Researchers from TUD Dresden University of Technology, University of Applied Sciences of Western Switzerland (HES-SO Valais), IBM Research Europe, Institute of Pathology, University Hospital RWTH Aachen, and many other institutes believe that regression-based deep learning (DL) surpasses classification-based DL. They introduce a self-supervised attention-based method for weakly supervised regression, predicting continuous biomarkers from 11,671 patient images across nine cancer types. Their approach significantly improves biomarker prediction accuracy and aligns better with clinically relevant regions than classification. In colorectal cancer patients, regression-based scores offer superior prognostic value. This open-source regression method presents a promising avenue for continuous biomarker analysis in computational pathology, enhancing diagnostic and prognostic capabilities.
The study uses regression-based deep-learning techniques to predict molecular biomarkers from pathology slides. The study excluded regression models from pathologist review due to unsatisfactory performance in quantitative metrics and the quality of generated heatmaps. The researchers investigated the prediction of lymphocytic infiltration from HE pathology slides in a large cohort of patients with colorectal cancer from the DACHS study. The image processing pipeline consisted of three main steps: image preprocessing, feature extraction, and classification-based attention attMIL for score aggregation, resulting in patient-level predictions. The study aimed to provide relevant prognostic information for colorectal cancer patients based on molecular biomarkers predicted from pathology slides.
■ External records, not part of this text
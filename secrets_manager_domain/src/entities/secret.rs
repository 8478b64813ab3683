// /////////////////////////////////////////////////////////////////////////////
// Secrets Manager
// Copyright (c) 2025 Michael Gardner, A Bit of Help, Inc.
// SPDX-License-Identifier: BSD-3-Clause
// See LICENSE file in the project root.
// /////////////////////////////////////////////////////////////////////////////

//! # Secret Entity
//!
//! This module provides the envelope-encrypted record stored in a vault
//! backend, plus the tagged value type user payloads are expressed in.
//!
//! ## Envelope Layout
//!
//! An encrypted secret carries two ciphertexts: the data encryption key
//! wrapped under the vault's KMS key (`encrypted_data_key`), and the
//! MAC-prefixed payload encrypted under that data key (`value`). The record
//! itself never sees plaintext; sealing and opening happen in the secret
//! manager.
//!
//! ## Immutability
//!
//! Secrets are immutable; every `with_*` returns a modified copy. The
//! on-wire JSON form is `{uniqueId, key, value, encrypted, metadata}` with
//! `key` and `value` base64-encoded.

use serde::{Deserialize, Serialize};
use std::collections::HashMap;

use crate::error::SecretsManagerError;
use crate::services::base64_bytes_serde;
use crate::value_objects::SecretLookupKey;

/// Tagged payload type for user secrets.
///
/// Callers with richer types serialize to `Bytes` themselves; everything
/// else round-trips through this variant set.
#[derive(Debug, Clone, PartialEq, Serialize, Deserialize)]
#[serde(rename_all = "snake_case")]
pub enum SecretValue {
    String(String),
    Bytes(Vec<u8>),
    Map(HashMap<String, SecretValue>),
    Array(Vec<SecretValue>),
    Null,
}

impl SecretValue {
    /// Serializes the value to its canonical JSON byte form.
    pub fn to_bytes(&self) -> Result<Vec<u8>, SecretsManagerError> {
        Ok(serde_json::to_vec(self)?)
    }

    /// Parses a value back from its canonical JSON byte form.
    pub fn from_bytes(bytes: &[u8]) -> Result<Self, SecretsManagerError> {
        Ok(serde_json::from_slice(bytes)?)
    }

    pub fn as_str(&self) -> Option<&str> {
        match self {
            SecretValue::String(s) => Some(s),
            _ => None,
        }
    }
}

impl From<&str> for SecretValue {
    fn from(s: &str) -> Self {
        SecretValue::String(s.to_string())
    }
}

impl From<String> for SecretValue {
    fn from(s: String) -> Self {
        SecretValue::String(s)
    }
}

impl From<Vec<u8>> for SecretValue {
    fn from(b: Vec<u8>) -> Self {
        SecretValue::Bytes(b)
    }
}

/// Envelope-encrypted record addressed by its lookup identifier.
#[derive(Debug, Clone, PartialEq, Serialize, Deserialize)]
pub struct Secret {
    #[serde(rename = "uniqueId")]
    unique_id: SecretLookupKey,
    #[serde(rename = "key", with = "base64_bytes_serde")]
    encrypted_data_key: Vec<u8>,
    #[serde(with = "base64_bytes_serde")]
    value: Vec<u8>,
    encrypted: bool,
    #[serde(default)]
    metadata: HashMap<String, String>,
}

impl Secret {
    /// Creates an encrypted record from its two ciphertexts.
    pub fn sealed(unique_id: SecretLookupKey, encrypted_data_key: Vec<u8>, ciphertext: Vec<u8>) -> Self {
        Self {
            unique_id,
            encrypted_data_key,
            value: ciphertext,
            encrypted: true,
            metadata: HashMap::new(),
        }
    }

    /// Creates a plaintext record carrying a serialized [`SecretValue`].
    ///
    /// Plaintext records exist for backends that are themselves trusted;
    /// `get` returns their value without touching the envelope keys.
    pub fn plain(unique_id: SecretLookupKey, value: &SecretValue) -> Result<Self, SecretsManagerError> {
        Ok(Self {
            unique_id,
            encrypted_data_key: Vec::new(),
            value: value.to_bytes()?,
            encrypted: false,
            metadata: HashMap::new(),
        })
    }

    pub fn unique_id(&self) -> &SecretLookupKey {
        &self.unique_id
    }

    /// The DEK record wrapped under the vault's KMS key.
    pub fn encrypted_data_key(&self) -> &[u8] {
        &self.encrypted_data_key
    }

    /// Ciphertext when encrypted, serialized value otherwise.
    pub fn value(&self) -> &[u8] {
        &self.value
    }

    pub fn is_encrypted(&self) -> bool {
        self.encrypted
    }

    pub fn metadata(&self) -> &HashMap<String, String> {
        &self.metadata
    }

    /// Returns a copy with a different payload.
    pub fn with_value(&self, value: Vec<u8>) -> Self {
        let mut copy = self.clone();
        copy.value = value;
        copy
    }

    /// Returns a copy with a different wrapped data key.
    pub fn with_encrypted_data_key(&self, encrypted_data_key: Vec<u8>) -> Self {
        let mut copy = self.clone();
        copy.encrypted_data_key = encrypted_data_key;
        copy
    }

    /// Returns a copy with one metadata entry added or replaced.
    pub fn with_metadata_entry(&self, name: impl Into<String>, value: impl Into<String>) -> Self {
        let mut copy = self.clone();
        copy.metadata.insert(name.into(), value.into());
        copy
    }
}

#[cfg(test)]
mod tests {
    use super::*;

    fn lookup() -> SecretLookupKey {
        SecretLookupKey::from_halves(&[1u8; 8], &[2u8; 8])
    }

    /// Tests the tagged value round-trip for every variant.
    ///
    /// Validates that:
    /// - Each variant survives the byte round-trip
    /// - Nested maps and arrays are preserved
    #[test]
    fn test_secret_value_round_trip() {
        let mut map = HashMap::new();
        map.insert("user".to_string(), SecretValue::from("admin"));
        map.insert("attempts".to_string(), SecretValue::Bytes(vec![0, 255]));

        let values = [
            SecretValue::from("secret_value"),
            SecretValue::Bytes(vec![1, 2, 3]),
            SecretValue::Map(map),
            SecretValue::Array(vec![SecretValue::Null, SecretValue::from("x")]),
            SecretValue::Null,
        ];
        for value in values {
            let bytes = value.to_bytes().unwrap();
            assert_eq!(SecretValue::from_bytes(&bytes).unwrap(), value);
        }
    }

    /// Tests the sealed record shape and wither immutability.
    ///
    /// Validates that:
    /// - Sealed records report encrypted=true
    /// - Withers return modified copies, leaving the original intact
    #[test]
    fn test_sealed_record_and_withers() {
        let secret = Secret::sealed(lookup(), vec![9u8; 48], vec![7u8; 80]);
        assert!(secret.is_encrypted());

        let rewrapped = secret.with_encrypted_data_key(vec![1u8; 48]);
        assert_eq!(secret.encrypted_data_key(), &[9u8; 48][..]);
        assert_eq!(rewrapped.encrypted_data_key(), &[1u8; 48][..]);

        let tagged = secret.with_metadata_entry("origin", "import");
        assert!(secret.metadata().is_empty());
        assert_eq!(tagged.metadata().get("origin").map(String::as_str), Some("import"));
    }

    /// Tests the on-wire JSON form.
    ///
    /// Validates that:
    /// - Field names match uniqueId/key/value/encrypted/metadata
    /// - key and value are base64 strings
    /// - Deserialization restores an equal record
    #[test]
    fn test_on_wire_form() {
        let secret = Secret::sealed(lookup(), vec![0xAA; 3], vec![0xBB; 3]);
        let json = serde_json::to_value(&secret).unwrap();
        assert!(json.get("uniqueId").is_some());
        assert_eq!(json["key"], "qqqq");
        assert_eq!(json["encrypted"], true);

        let back: Secret = serde_json::from_value(json).unwrap();
        assert_eq!(back, secret);
    }

    /// Tests plaintext records.
    #[test]
    fn test_plain_record() {
        let value = SecretValue::from("visible");
        let secret = Secret::plain(lookup(), &value).unwrap();
        assert!(!secret.is_encrypted());
        assert!(secret.encrypted_data_key().is_empty());
        assert_eq!(SecretValue::from_bytes(secret.value()).unwrap(), value);
    }
}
The study utilizes regression-based deep-learning techniques to predict molecular biomarkers from pathology slides. The study employs the CAMIL regression method based on attention-based multiple-instance learning and self-supervised pretraining of the feature extractor. The research design includes using WSI for computational analysis of tissue specimen samples. The image processing pipeline consists of image preprocessing, feature extraction, and classification-based attention for score aggregation. The study focuses on predicting lymphocytic infiltration from HE pathology slides in a large cohort of patients with colorectal cancer.
The study developed a regression-based deep learning approach called CAMIL regression to predict Homologous Recombination Deficiency (HRD) directly from pathology images. They tested this approach across seven cancer types using The Cancer Genome Atlas (TCGA) cohorts and validated it externally using the Clinical Proteomic Tumor Analysis Consortium (CPTAC). CAMIL regression outperformed both classification-based DL and a previous regression method. It improved accuracy in predicting HRD status and showed greater class separability between HRD+ and HRD- patients compared to other approaches. Additionally, CAMIL regression demonstrated higher correlation coefficients with clinically derived ground-truth scores.
In conclusion, the study underscores the significant advancements offered by regression-based attMIL systems in digital pathology, particularly in predicting continuous biomarkers with clinical significance. Despite the limitations in the scope of the experiments and the inherent challenges in dealing with noisy labels and uncertainties in continuous biomarker measurements, the findings emphasize the potential of regression models in enhancing prognostic capabilities and refining predictions from histologic whole slide images. Further research should explore a broader spectrum of cancers and clinical targets while addressing the nuances between regression and classification approaches for more nuanced biological predictions. These insights pave the way for leveraging deep learning in precision medicine to its fullest extent.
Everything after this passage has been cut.